Surprised by the sudden noise, Karen MacGregor looked around to
see if someone else was on it, but no one was. She was the
youngest of the volunteers, and most of the time the others
seemed annoyed to find her underfoot. But how much damage could
she do by opening the door? The pounding came again, this time
accompanied by terrified shouting in Fey.
Theresa, Karen's volunteer supervisor, looked up from
ladling food and snapped, "Would somebody please get that door?"
"Ah, get it yourself," Karen muttered rebelliously
under her breath. Theresa either didn't hear her or chose not to
respond. Karen ran to answer the door as one last shout
thundered from behind it.
As she pulled the door open, the wind nearly blew it
out of her grasp. Two Seelie Fey in the green uniforms of the
Summer Court, a Brownie and an Undine, stood outside with a
similarly clad Sprite sagging between them. All three were
soaked, muddy and bleeding. The Undine was a water Fey, and in
this violent weather she appeared to be formed of the rain, skin
glittering like collected dew, blood pale against her waterfall
of hair. On the side of her face, a dark burn the shape of a
hand marked her skin. The Brownie was about three feet tall,
hairless and nut brown, and had a head wound that was turning
the mud on his cheeks red. The Sprite in the middle wasn't
moving at all.
Karen opened her mouth to speak, but the Undine gave
her an indecipherable look and thrust the limp Sprite into her
arms.
"Here," grunted the Undine in accented English, placing
one silver hoof inside the door, "She is not well. Take care of
her."
The Sprite's weight almost toppled Karen, but she
managed to keep her feet. The creature was delicate, with long
hair that shifted color and bones that looked sharp against her
thin skin. She looked as if she could ride the currents of a
warm breeze despite the solidity of her body in Karen's arms.

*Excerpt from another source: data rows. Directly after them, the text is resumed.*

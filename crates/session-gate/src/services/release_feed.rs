//! Release feed client.
//!
//! Fetches the tag of the latest published release. Calls are bounded by a
//! short timeout so a slow feed never holds up the settings area for long.

use crate::errors::ClientError;
use reqwest::Client;
use serde::Deserialize;
use std::time::Duration;
use tracing::instrument;

/// Release payload; only the tag is consumed.
#[derive(Debug, Clone, Deserialize)]
pub struct LatestRelease {
    pub tag_name: String,
}

/// Trait for release feed operations (enables mocking).
#[async_trait::async_trait]
pub trait ReleaseFeedTrait: Send + Sync {
    /// Fetch the raw tag of the latest release (e.g. `"v1.4.0"`).
    async fn latest_tag(&self) -> Result<String, ClientError>;
}

/// HTTP release feed client.
#[derive(Clone)]
pub struct ReleaseFeed {
    client: Client,
    url: String,
}

impl ReleaseFeed {
    /// Create a release feed client.
    ///
    /// # Arguments
    ///
    /// * `url` - Latest-release endpoint
    /// * `timeout` - Total time allowed for a single fetch
    ///
    /// # Errors
    ///
    /// Returns `ClientError::NetworkFailure` if the HTTP client cannot be built.
    pub fn new(url: String, timeout: Duration) -> Result<Self, ClientError> {
        let client = Client::builder()
            .timeout(timeout)
            // The GitHub API rejects requests without a User-Agent
            .user_agent(concat!("session-gate/", env!("CARGO_PKG_VERSION")))
            .build()
            .map_err(|e| {
                tracing::error!(target: "gate.services.release_feed", error = %e, "Failed to build HTTP client");
                ClientError::NetworkFailure(e.to_string())
            })?;

        Ok(Self { client, url })
    }
}

#[async_trait::async_trait]
impl ReleaseFeedTrait for ReleaseFeed {
    #[instrument(skip_all, name = "gate.services.release_feed.latest_tag")]
    async fn latest_tag(&self) -> Result<String, ClientError> {
        let response = self
            .client
            .get(&self.url)
            .header(reqwest::header::ACCEPT, "application/json")
            .send()
            .await
            .map_err(ClientError::from)?;

        let status = response.status();
        if !status.is_success() {
            return Err(ClientError::UnexpectedStatus {
                status: status.as_u16(),
                message: status
                    .canonical_reason()
                    .unwrap_or("unknown error")
                    .to_string(),
            });
        }

        let release: LatestRelease = response
            .json()
            .await
            .map_err(ClientError::from)?;

        if release.tag_name.trim().is_empty() {
            return Err(ClientError::Malformed("empty tag_name".to_string()));
        }

        Ok(release.tag_name)
    }
}

/// Strip a single leading `v`/`V` from a release tag.
pub fn strip_tag_prefix(tag: &str) -> &str {
    tag.strip_prefix(['v', 'V']).unwrap_or(tag)
}

/// Mock release feed module for testing.
pub mod mock {
    use super::*;
    use std::sync::atomic::{AtomicUsize, Ordering};
    use std::sync::Mutex;

    /// Mock release feed that replays scripted outcomes.
    ///
    /// The last outcome repeats once the script is exhausted.
    pub struct MockReleaseFeed {
        outcomes: Mutex<Vec<Result<String, ClientError>>>,
        call_count: AtomicUsize,
    }

    impl MockReleaseFeed {
        /// Feed that always reports `tag`.
        pub fn returning(tag: &str) -> Self {
            Self::with_outcomes(vec![Ok(tag.to_string())])
        }

        /// Feed that always fails with `error`.
        pub fn failing(error: ClientError) -> Self {
            Self::with_outcomes(vec![Err(error)])
        }

        /// Feed that returns `outcomes` in order.
        pub fn with_outcomes(outcomes: Vec<Result<String, ClientError>>) -> Self {
            Self {
                outcomes: Mutex::new(outcomes),
                call_count: AtomicUsize::new(0),
            }
        }

        /// Number of fetches made.
        pub fn call_count(&self) -> usize {
            self.call_count.load(Ordering::SeqCst)
        }
    }

    #[async_trait::async_trait]
    impl ReleaseFeedTrait for MockReleaseFeed {
        async fn latest_tag(&self) -> Result<String, ClientError> {
            let count = self.call_count.fetch_add(1, Ordering::SeqCst);

            let outcomes = self
                .outcomes
                .lock()
                .map_err(|_| ClientError::NetworkFailure("mock poisoned".to_string()))?;

            let last = outcomes.len().saturating_sub(1);
            outcomes
                .get(count.min(last))
                .cloned()
                .unwrap_or_else(|| Err(ClientError::NetworkFailure("no outcome".to_string())))
        }
    }
}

The Sprite stared with flat, unblinking eyes. An unpleasant
smell reached Karen's nose as she lowered the Sprite to the
mud-tracked tiles. Was the Fey bespelled? Could sorcery cause
the same nauseating smell as new death?
Karen just stared at the Sprite for a moment, waiting
for a clue or an explanation. She couldn't possibly be dead,
could she? She was Fey. They were immortal.
As Karen stared at the creature she heard Theresa's
voice from behind her shoulder cried out, "Oh my God!" The woman
hurried forward, shouting, "Someone call 911!" Kneeling beside
the Sprite, the older volunteer tilted the Fey's mouth open to
clear her airway and breathed into it. Karen watched the narrow
chest rise in response to the rescue breathing.
People were pushing past Karen to get at the downed
Sprite, jostling her. She looked around for the Undine and the
Brownie who had just come in, but they were nowhere to be seen,
gone without explanation. There was a wall of people between
Karen and the Sprite now, and she had to stand on her tiptoes to
see over them. From the crowd around Theresa, a voice said, "I
think it's too late, Theresa, she's gone."
"Gone where?" Karen exploded, loudly and more angrily
than she had intended. A few people looked up at her, but none
of them had any answers. "Ogres can't kill the warriors of the
Wild Hunt! She can't be dead! Try again!"
Theresa emerged from the crowd. She was disheveled; her
dark braid had come loose during the chest compressions and
strands of hair were straggling around her face. Her eyes were
shadowed with weariness.
"Karen," she said, as if surprised that the young
volunteer still existed. "Honey, why don't you go sit down for a
few minutes? The paramedics will be here in a while and I don't
want you in the way."
Karen almost became indignant at being dismissed again,
but something in Theresa's posture made her pause. She doubted
if Theresa had anything in her soul that could be surprised
anymore. She didn't know how many dead Fey Theresa had seen.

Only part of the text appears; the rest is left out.